> _Work instruction_:
Given the records below, would you repeat exactly the lines that begin at the one containing "fn from(s: &str)" and end at the one containing "in-flight waits return", inclusive?

> _Supplied entries_:
//! Common types shared by the probe, waiter, and recovery layers.

use serde::{Deserialize, Serialize};
use std::sync::atomic::{AtomicBool, Ordering};
use std::sync::Arc;
use std::thread;

use crate::errors::DriveError;

/// An axis-aligned screen rectangle used for capture.
///
/// Always normalized to (left, top, right, bottom). Configuration may supply
/// a `[width, height]` pair instead, which normalizes to `(0, 0, w, h)`.
#[derive(Debug, Clone, Copy, PartialEq, Eq)]
pub struct Region {
    pub left: i32,
    pub top: i32,
    pub right: i32,
    pub bottom: i32,
}

impl Serialize for Region {
    fn serialize<S: serde::Serializer>(&self, serializer: S) -> Result<S::Ok, S::Error> {
        (self.left, self.top, self.right, self.bottom).serialize(serializer)
    }
}

impl Region {
    pub fn new(left: i32, top: i32, right: i32, bottom: i32) -> Result<Self, DriveError> {
        if right <= left || bottom <= top {
            return Err(DriveError::InvalidRegion(format!(
                "zero or negative span: ({left}, {top}, {right}, {bottom})"
            )));
        }
        Ok(Self {
            left,
            top,
            right,
            bottom,
        })
    }

    pub fn from_size(width: i32, height: i32) -> Result<Self, DriveError> {
        Self::new(0, 0, width, height)
    }

    pub fn width(&self) -> u32 {
        (self.right - self.left) as u32
    }

    pub fn height(&self) -> u32 {
        (self.bottom - self.top) as u32
    }
}

impl<'de> Deserialize<'de> for Region {
    fn deserialize<D>(deserializer: D) -> Result<Self, D::Error>
    where
        D: serde::Deserializer<'de>,
    {
        let raw = Vec::<i32>::deserialize(deserializer)?;
        let region = match raw.as_slice() {
            [l, t, r, b] => Region::new(*l, *t, *r, *b),
            [w, h] => Region::from_size(*w, *h),
            other => Err(DriveError::InvalidRegion(format!(
                "expected 2 or 4 coordinates, got {}",
                other.len()
            ))),
        };
        region.map_err(serde::de::Error::custom)
    }
}

/// Strip all whitespace and uppercase, the canonical form every text
/// condition is matched against.
pub fn normalize_text(raw: &str) -> String {
    raw.chars()
        .filter(|c| !c.is_whitespace())
        .collect::<String>()
        .to_uppercase()
}

/// A set of candidate strings; the condition holds when any candidate is a
/// case-insensitive substring of the normalized probe text.
#[derive(Debug, Clone, Default, Serialize, Deserialize)]
pub struct TextCondition {
    candidates: Vec<String>,
}

impl TextCondition {
    pub fn new<I, S>(candidates: I) -> Self
    where
        I: IntoIterator<Item = S>,
        S: Into<String>,
    {
        Self {
            candidates: candidates.into_iter().map(Into::into).collect(),
        }
    }

    pub fn is_empty(&self) -> bool {
        self.candidates.is_empty()
    }

    pub fn candidates(&self) -> &[String] {
        &self.candidates
    }

    /// Existential, case-insensitive substring match against already
    /// normalized text.
    pub fn matches(&self, normalized: &str) -> bool {
        self.candidates
            .iter()
            .any(|c| normalized.contains(&normalize_text(c)))
    }
}

impl From<&str> for TextCondition {
    fn from(s: &str) -> Self {
        TextCondition::new([s])
    }
}

/// Believed view orientation of the driven process.
///
/// Serialized as a `[yaw, pitch]` pair, the form calibration files use.
#[derive(Debug, Clone, Copy, PartialEq)]
pub struct Orientation {
    pub yaw: f64,
    pub pitch: f64,
}

impl Serialize for Orientation {
    fn serialize<S: serde::Serializer>(&self, serializer: S) -> Result<S::Ok, S::Error> {
        (self.yaw, self.pitch).serialize(serializer)
    }
}

impl<'de> Deserialize<'de> for Orientation {
    fn deserialize<D: serde::Deserializer<'de>>(deserializer: D) -> Result<Self, D::Error> {
        let (yaw, pitch) = <(f64, f64)>::deserialize(deserializer)?;
        Ok(Self { yaw, pitch })
    }
}

/// Cloneable cancellation flag for operator-initiated stop.
///
/// Checked at every polling step; once set, in-flight waits return
/// [`DriveError::Cancelled`] without attempting recovery.
#[derive(Debug, Clone, Default)]
pub struct StopFlag(Arc<AtomicBool>);

impl StopFlag {
    pub fn new() -> Self {
        Self::default()
    }

    pub fn trigger(&self) {
        self.0.store(true, Ordering::Relaxed);
    }

    pub fn is_set(&self) -> bool {
        self.0.load(Ordering::Relaxed)
    }
}

/// Renders a visual indicator over the region currently being probed.
///
/// Runs on a secondary, purely observational thread; implementations must
/// return promptly once `stop` is set. The engine itself ships no renderer.
pub trait OverlayRenderer: Send + Sync {
    fn render(&self, region: Region, stop: &AtomicBool);
}

/// Handle for the overlay thread spawned during a wait.
///
/// Dropping the handle sets the stop flag and joins, so the overlay is
/// guaranteed stopped before the waiter returns on every path.
pub struct OverlayHandle {
    pub(crate) should_close: Arc<AtomicBool>,
    pub(crate) handle: Option<thread::JoinHandle<()>>,
}

impl OverlayHandle {
    pub(crate) fn spawn(renderer: Arc<dyn OverlayRenderer>, region: Region) -> Self {
        let should_close = Arc::new(AtomicBool::new(false));
        let flag = should_close.clone();
        let handle = thread::spawn(move || renderer.render(region, &flag));
        Self {
            should_close,
            handle: Some(handle),
        }
    }
}

impl Drop for OverlayHandle {
    fn drop(&mut self) {
        self.should_close.store(true, Ordering::Relaxed);
        if let Some(handle) = self.handle.take() {
            let _ = handle.join();
        }
    }
}
use thiserror::Error;

#[derive(Error, Debug)]
pub enum DriveError {
    /// The current procedure cannot continue and must be unwound to the
    /// nearest driver loop, which decides whether to resume via checkpoint.
    #[error("Restart requested: {0}")]
    Restart(String),

    /// Operator-initiated stop. Terminates the run; never retried and never
    /// converted into a restart.
    #[error("Run cancelled by operator")]
    Cancelled,

    /// A single capture attempt failed at the backend. Retried by the
    /// visual probe before it escalates to `Restart`.
    #[error("Screen capture failed: {0}")]
    CaptureFailed(String),

    #[error("Text recognition failed: {0}")]
    RecognitionFailed(String),

    #[error("Invalid region: {0}")]
    InvalidRegion(String),

    #[error("Invalid configuration: {0}")]
    InvalidConfig(String),
}

impl DriveError {
    /// Whether this error must propagate unchanged through the checkpoint
    /// orchestrator instead of being wrapped into a restart.
    pub fn is_control_flow(&self) -> bool {
        matches!(self, DriveError::Restart(_) | DriveError::Cancelled)
    }
}
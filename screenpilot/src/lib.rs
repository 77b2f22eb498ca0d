//! Perception-gated automation for opaque applications
//!
//! Drives a process that exposes no programmatic state through two channels
//! only: a visual probe that reads text out of captured screen regions, and
//! an actuator that injects pointer/keyboard events. Every action is
//! verified by re-observing the screen; a failed verification escalates
//! through one recovery funnel and, when recovery succeeds, unwinds the
//! current procedure with a restart signal so the driver can resume it at
//! the last checkpointed stage.

pub mod capture;
pub mod config;
pub mod errors;
pub mod input;
pub mod recovery;
pub mod state;
#[cfg(test)]
mod tests;
pub mod types;
pub mod wait;
pub mod workflow;

pub use capture::{ScreenCapture, TextRecognizer, VisualProbe};
pub use config::EngineConfig;
pub use errors::DriveError;
pub use input::{Actuator, OrientationProbe, Point};
pub use recovery::{OverlayProbe, Recover, RecoveryController};
pub use state::{Checkpoint, RunState};
pub use types::{normalize_text, Orientation, OverlayRenderer, Region, StopFlag, TextCondition};
pub use wait::{Presence, Waiter};
pub use workflow::{
    run_procedure, Procedure, StagedWorkflow, WorkflowOutcome, DEFAULT_WORKFLOW_ATTEMPTS,
};
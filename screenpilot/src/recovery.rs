//! Best-effort recovery back to a known baseline UI state.

use std::sync::Arc;
use std::time::Duration;

use tracing::{debug, warn};

use crate::capture::VisualProbe;
use crate::errors::DriveError;
use crate::input::{Actuator, OrientationProbe};
use crate::state::RunState;
use crate::types::{normalize_text, Region, TextCondition};

/// Seam the condition waiter escalates through. `Ok(true)` means the
/// baseline state was restored; `Ok(false)` means recovery could not
/// restore it and the failed wait should surface as a plain failure.
pub trait Recover {
    fn reset(&self, state: &mut RunState) -> Result<bool, DriveError>;
}

/// One known inventory-like overlay: where its title text appears and what
/// it reads.
#[derive(Debug, Clone)]
pub struct OverlayProbe {
    pub label: String,
    pub region: Region,
    pub condition: TextCondition,
}

const CLOSE_SETTLE: Duration = Duration::from_millis(200);

/// Returns the driven process to baseline: closes any open inventory-like
/// overlay and re-establishes a fresh orientation reading. Never re-runs
/// business logic; resuming is strictly the driver's job after the restart
/// signal unwinds to it.
pub struct RecoveryController {
    probe: VisualProbe,
    actuator: Arc<dyn Actuator>,
    orientation: Arc<dyn OrientationProbe>,
    overlays: Vec<OverlayProbe>,
    close_key: String,
}

impl RecoveryController {
    pub fn new(
        probe: VisualProbe,
        actuator: Arc<dyn Actuator>,
        orientation: Arc<dyn OrientationProbe>,
        overlays: Vec<OverlayProbe>,
    ) -> Self {
        Self {
            probe,
            actuator,
            orientation,
            overlays,
            close_key: "esc".into(),
        }
    }

    pub fn with_close_key(mut self, key: impl Into<String>) -> Self {
        self.close_key = key.into();
        self
    }

    /// Single-shot presence check, outside the waiter's retry budget.
    /// Probe errors count as "not present": recovery stays best-effort.
    fn overlay_open(&self) -> Option<&OverlayProbe> {
        self.overlays.iter().find(|o| {
            match self.probe.capture_text(o.region) {
                Ok(raw) => o.condition.matches(&normalize_text(&raw)),
                Err(e) => {
                    debug!(overlay = %o.label, "probe failed during recovery: {e}");
                    false
                }
            }
        })
    }
}

impl Recover for RecoveryController {
    /// Idempotent and side-effect-bounded: at most two close actuations,
    /// then one orientation refresh.
    fn reset(&self, state: &mut RunState) -> Result<bool, DriveError> {
        if let Some(open) = self.overlay_open() {
            debug!(overlay = %open.label, "overlay detected open; closing");
            self.actuator.press_key(&self.close_key);
            std::thread::sleep(CLOSE_SETTLE);
            if let Some(still_open) = self.overlay_open() {
                debug!(overlay = %still_open.label, "overlay still open; closing again");
                self.actuator.press_key(&self.close_key);
                std::thread::sleep(CLOSE_SETTLE);
            }
        }
        state.set_inventory(false, None);

        match self.orientation.read_orientation() {
            Some(orientation) => {
                debug!(?orientation, "orientation re-established after recovery");
                state.orientation = Some(orientation);
            }
            None => warn!("orientation query failed during recovery"),
        }

        // Best effort: baseline restoration is attempted, not verified.
        Ok(true)
    }
}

> _Response to this task_:
    fn from(s: &str) -> Self {
        TextCondition::new([s])
    }
}

/// Believed view orientation of the driven process.
///
/// Serialized as a `[yaw, pitch]` pair, the form calibration files use.
#[derive(Debug, Clone, Copy, PartialEq)]
pub struct Orientation {
    pub yaw: f64,
    pub pitch: f64,
}

impl Serialize for Orientation {
    fn serialize<S: serde::Serializer>(&self, serializer: S) -> Result<S::Ok, S::Error> {
        (self.yaw, self.pitch).serialize(serializer)
    }
}

impl<'de> Deserialize<'de> for Orientation {
    fn deserialize<D: serde::Deserializer<'de>>(deserializer: D) -> Result<Self, D::Error> {
        let (yaw, pitch) = <(f64, f64)>::deserialize(deserializer)?;
        Ok(Self { yaw, pitch })
    }
}

/// Cloneable cancellation flag for operator-initiated stop.
///
/// Checked at every polling step; once set, in-flight waits return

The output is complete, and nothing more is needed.